Exercise material:
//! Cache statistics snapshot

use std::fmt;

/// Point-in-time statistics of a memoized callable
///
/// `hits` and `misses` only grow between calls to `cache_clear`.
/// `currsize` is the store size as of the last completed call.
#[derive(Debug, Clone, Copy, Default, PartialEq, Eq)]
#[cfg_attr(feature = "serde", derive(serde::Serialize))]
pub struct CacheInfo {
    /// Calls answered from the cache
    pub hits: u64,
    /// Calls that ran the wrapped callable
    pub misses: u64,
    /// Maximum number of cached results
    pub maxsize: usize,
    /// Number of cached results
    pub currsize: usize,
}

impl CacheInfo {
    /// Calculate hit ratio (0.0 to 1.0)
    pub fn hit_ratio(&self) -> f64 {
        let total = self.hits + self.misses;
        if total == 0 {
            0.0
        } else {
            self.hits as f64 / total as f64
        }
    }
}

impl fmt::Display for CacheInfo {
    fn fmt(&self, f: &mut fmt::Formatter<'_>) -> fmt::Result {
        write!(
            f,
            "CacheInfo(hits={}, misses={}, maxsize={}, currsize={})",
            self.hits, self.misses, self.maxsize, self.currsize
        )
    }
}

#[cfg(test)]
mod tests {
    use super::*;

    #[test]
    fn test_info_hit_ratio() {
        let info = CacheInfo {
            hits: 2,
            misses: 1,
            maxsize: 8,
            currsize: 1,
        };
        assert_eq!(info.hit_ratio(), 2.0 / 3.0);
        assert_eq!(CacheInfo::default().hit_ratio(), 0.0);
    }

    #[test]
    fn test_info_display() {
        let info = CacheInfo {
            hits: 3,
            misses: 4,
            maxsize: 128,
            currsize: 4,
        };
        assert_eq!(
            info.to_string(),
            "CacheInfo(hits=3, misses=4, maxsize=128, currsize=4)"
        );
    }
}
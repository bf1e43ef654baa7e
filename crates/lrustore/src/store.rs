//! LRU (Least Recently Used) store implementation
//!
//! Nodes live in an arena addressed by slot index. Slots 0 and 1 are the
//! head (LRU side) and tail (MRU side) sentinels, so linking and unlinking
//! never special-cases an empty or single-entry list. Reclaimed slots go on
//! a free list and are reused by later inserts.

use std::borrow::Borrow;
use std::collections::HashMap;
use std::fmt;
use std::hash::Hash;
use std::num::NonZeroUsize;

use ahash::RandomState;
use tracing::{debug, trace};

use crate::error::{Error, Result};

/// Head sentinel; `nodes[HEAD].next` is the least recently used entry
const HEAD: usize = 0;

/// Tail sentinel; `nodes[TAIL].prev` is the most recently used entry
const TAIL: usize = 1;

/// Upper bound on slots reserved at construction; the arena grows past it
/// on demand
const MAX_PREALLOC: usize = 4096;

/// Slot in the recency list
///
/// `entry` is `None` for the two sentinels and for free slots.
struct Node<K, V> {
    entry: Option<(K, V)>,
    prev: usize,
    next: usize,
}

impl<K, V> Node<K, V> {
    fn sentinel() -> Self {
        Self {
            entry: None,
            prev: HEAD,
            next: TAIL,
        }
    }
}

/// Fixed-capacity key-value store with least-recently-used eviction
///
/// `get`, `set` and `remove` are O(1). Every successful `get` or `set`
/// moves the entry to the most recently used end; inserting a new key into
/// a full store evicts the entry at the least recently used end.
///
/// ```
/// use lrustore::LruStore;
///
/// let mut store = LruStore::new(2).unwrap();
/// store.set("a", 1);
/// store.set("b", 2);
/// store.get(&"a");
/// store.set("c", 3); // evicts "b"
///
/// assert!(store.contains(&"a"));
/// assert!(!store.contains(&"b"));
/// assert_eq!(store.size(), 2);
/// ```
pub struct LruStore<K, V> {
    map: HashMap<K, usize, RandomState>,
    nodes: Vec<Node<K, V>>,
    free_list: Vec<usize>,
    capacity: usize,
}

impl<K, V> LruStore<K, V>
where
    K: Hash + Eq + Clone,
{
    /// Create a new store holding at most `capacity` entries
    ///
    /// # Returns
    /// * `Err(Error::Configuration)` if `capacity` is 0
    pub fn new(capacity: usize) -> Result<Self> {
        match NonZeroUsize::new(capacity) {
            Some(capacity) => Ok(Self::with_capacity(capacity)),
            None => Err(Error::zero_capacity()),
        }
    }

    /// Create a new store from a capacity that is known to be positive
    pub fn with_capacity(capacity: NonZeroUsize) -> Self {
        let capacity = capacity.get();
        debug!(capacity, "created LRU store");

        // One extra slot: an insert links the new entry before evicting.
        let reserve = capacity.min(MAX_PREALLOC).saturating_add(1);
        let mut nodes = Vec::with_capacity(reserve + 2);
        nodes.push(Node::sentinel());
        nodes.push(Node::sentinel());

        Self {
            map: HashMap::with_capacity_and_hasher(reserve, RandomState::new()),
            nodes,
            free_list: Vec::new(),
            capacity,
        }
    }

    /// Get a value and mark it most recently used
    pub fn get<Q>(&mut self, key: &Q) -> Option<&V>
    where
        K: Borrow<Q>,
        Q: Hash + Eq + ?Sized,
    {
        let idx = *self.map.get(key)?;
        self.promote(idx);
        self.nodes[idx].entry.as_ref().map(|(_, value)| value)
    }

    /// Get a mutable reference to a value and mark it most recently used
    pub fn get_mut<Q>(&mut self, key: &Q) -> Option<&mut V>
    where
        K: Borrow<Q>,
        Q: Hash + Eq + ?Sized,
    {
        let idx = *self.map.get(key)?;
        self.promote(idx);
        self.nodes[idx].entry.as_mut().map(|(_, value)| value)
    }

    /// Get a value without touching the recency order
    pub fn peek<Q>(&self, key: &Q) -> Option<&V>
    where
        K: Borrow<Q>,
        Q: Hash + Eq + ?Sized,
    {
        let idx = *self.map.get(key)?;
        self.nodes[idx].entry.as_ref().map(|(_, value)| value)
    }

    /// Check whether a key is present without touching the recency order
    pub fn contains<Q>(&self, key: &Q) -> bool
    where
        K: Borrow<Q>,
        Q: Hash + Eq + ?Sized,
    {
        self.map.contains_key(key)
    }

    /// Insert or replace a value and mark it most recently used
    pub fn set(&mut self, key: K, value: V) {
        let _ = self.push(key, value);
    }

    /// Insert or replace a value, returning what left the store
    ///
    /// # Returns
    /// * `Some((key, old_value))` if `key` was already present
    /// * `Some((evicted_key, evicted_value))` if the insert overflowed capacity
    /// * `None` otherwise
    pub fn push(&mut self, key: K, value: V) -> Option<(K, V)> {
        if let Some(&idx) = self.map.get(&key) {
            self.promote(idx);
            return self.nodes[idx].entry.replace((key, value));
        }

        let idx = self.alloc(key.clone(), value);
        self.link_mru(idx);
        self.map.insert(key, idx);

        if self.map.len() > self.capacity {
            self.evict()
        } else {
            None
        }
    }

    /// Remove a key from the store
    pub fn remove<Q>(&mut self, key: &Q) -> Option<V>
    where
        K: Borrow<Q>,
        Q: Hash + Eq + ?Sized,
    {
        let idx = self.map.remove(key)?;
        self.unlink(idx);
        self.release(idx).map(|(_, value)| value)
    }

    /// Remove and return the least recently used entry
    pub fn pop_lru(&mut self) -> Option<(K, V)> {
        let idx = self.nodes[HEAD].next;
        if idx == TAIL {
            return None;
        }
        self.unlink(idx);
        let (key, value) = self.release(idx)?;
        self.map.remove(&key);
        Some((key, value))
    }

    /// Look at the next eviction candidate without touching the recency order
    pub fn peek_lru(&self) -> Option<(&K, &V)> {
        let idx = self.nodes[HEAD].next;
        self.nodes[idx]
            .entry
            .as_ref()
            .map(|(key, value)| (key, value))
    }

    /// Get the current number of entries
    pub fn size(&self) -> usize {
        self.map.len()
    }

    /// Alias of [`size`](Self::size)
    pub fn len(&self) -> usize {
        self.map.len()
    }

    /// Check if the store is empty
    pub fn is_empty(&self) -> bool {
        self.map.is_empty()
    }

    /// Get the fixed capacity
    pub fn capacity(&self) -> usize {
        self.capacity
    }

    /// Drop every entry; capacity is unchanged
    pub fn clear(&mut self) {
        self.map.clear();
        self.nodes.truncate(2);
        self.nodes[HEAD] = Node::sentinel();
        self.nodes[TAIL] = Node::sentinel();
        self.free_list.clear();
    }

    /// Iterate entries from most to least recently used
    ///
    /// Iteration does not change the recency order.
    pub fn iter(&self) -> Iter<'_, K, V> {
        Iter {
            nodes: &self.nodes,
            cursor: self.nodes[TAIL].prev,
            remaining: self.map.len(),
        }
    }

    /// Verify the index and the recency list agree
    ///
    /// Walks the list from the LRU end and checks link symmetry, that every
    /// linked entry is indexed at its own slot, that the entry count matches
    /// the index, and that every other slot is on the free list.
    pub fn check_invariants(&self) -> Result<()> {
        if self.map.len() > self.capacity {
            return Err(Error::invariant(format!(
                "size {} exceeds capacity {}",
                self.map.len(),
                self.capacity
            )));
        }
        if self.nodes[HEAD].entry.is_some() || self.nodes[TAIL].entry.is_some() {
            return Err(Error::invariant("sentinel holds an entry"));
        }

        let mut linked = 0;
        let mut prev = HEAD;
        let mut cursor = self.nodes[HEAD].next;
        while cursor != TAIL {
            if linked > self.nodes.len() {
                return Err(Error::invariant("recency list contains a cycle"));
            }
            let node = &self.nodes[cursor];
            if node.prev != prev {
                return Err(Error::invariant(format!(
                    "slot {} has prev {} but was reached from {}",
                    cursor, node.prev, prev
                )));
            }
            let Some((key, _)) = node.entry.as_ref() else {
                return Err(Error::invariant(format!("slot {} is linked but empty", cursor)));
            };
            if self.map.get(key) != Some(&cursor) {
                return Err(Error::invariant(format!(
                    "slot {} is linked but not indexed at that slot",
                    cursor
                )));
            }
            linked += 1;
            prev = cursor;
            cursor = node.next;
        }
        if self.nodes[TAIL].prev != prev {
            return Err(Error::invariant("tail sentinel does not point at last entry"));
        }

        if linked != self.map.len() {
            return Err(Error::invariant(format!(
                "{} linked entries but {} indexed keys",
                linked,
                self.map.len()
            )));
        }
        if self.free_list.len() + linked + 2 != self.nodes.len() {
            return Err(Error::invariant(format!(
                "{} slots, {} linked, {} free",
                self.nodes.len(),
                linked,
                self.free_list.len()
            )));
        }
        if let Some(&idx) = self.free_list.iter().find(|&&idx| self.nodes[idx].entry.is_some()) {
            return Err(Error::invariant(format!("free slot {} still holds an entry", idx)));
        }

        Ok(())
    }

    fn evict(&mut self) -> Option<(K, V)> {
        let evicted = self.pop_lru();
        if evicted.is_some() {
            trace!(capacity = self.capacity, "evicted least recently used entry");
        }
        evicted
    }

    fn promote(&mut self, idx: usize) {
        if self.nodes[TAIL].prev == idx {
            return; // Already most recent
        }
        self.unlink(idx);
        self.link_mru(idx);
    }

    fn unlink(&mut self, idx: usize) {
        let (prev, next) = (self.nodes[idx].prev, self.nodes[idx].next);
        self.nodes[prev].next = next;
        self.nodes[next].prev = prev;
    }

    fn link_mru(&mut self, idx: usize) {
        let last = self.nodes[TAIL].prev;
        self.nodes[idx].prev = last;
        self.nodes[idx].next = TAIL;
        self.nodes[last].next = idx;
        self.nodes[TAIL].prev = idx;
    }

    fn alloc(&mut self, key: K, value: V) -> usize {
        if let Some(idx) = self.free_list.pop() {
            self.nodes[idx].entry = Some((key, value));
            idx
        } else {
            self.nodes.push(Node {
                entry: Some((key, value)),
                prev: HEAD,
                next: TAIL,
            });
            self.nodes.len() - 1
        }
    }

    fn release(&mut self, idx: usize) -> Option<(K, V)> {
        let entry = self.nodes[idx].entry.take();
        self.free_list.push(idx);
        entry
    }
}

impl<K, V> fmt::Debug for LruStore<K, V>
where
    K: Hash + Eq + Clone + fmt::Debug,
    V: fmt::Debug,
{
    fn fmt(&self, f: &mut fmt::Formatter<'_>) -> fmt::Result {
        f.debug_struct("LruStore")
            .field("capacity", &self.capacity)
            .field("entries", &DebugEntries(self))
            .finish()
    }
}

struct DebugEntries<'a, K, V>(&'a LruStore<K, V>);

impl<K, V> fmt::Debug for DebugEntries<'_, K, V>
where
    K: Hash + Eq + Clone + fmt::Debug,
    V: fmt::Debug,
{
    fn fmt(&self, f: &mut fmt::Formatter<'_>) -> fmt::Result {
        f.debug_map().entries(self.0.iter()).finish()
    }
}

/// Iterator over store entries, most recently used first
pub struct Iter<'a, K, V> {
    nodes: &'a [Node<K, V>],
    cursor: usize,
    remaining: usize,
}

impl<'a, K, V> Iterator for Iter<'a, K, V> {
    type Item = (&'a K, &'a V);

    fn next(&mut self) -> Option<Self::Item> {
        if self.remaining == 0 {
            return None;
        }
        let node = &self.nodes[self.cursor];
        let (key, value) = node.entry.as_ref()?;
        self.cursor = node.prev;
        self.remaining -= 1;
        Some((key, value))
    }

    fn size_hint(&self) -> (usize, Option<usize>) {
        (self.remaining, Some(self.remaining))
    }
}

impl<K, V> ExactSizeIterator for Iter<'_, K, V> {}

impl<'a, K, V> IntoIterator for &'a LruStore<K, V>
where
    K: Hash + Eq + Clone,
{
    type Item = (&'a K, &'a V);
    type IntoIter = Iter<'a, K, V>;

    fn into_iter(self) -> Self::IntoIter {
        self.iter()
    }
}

Task directions: Filter the entries above and return only the lines holding "arena".

Output for this task:
//! Nodes live in an arena addressed by slot index. Slots 0 and 1 are the
/// Upper bound on slots reserved at construction; the arena grows past it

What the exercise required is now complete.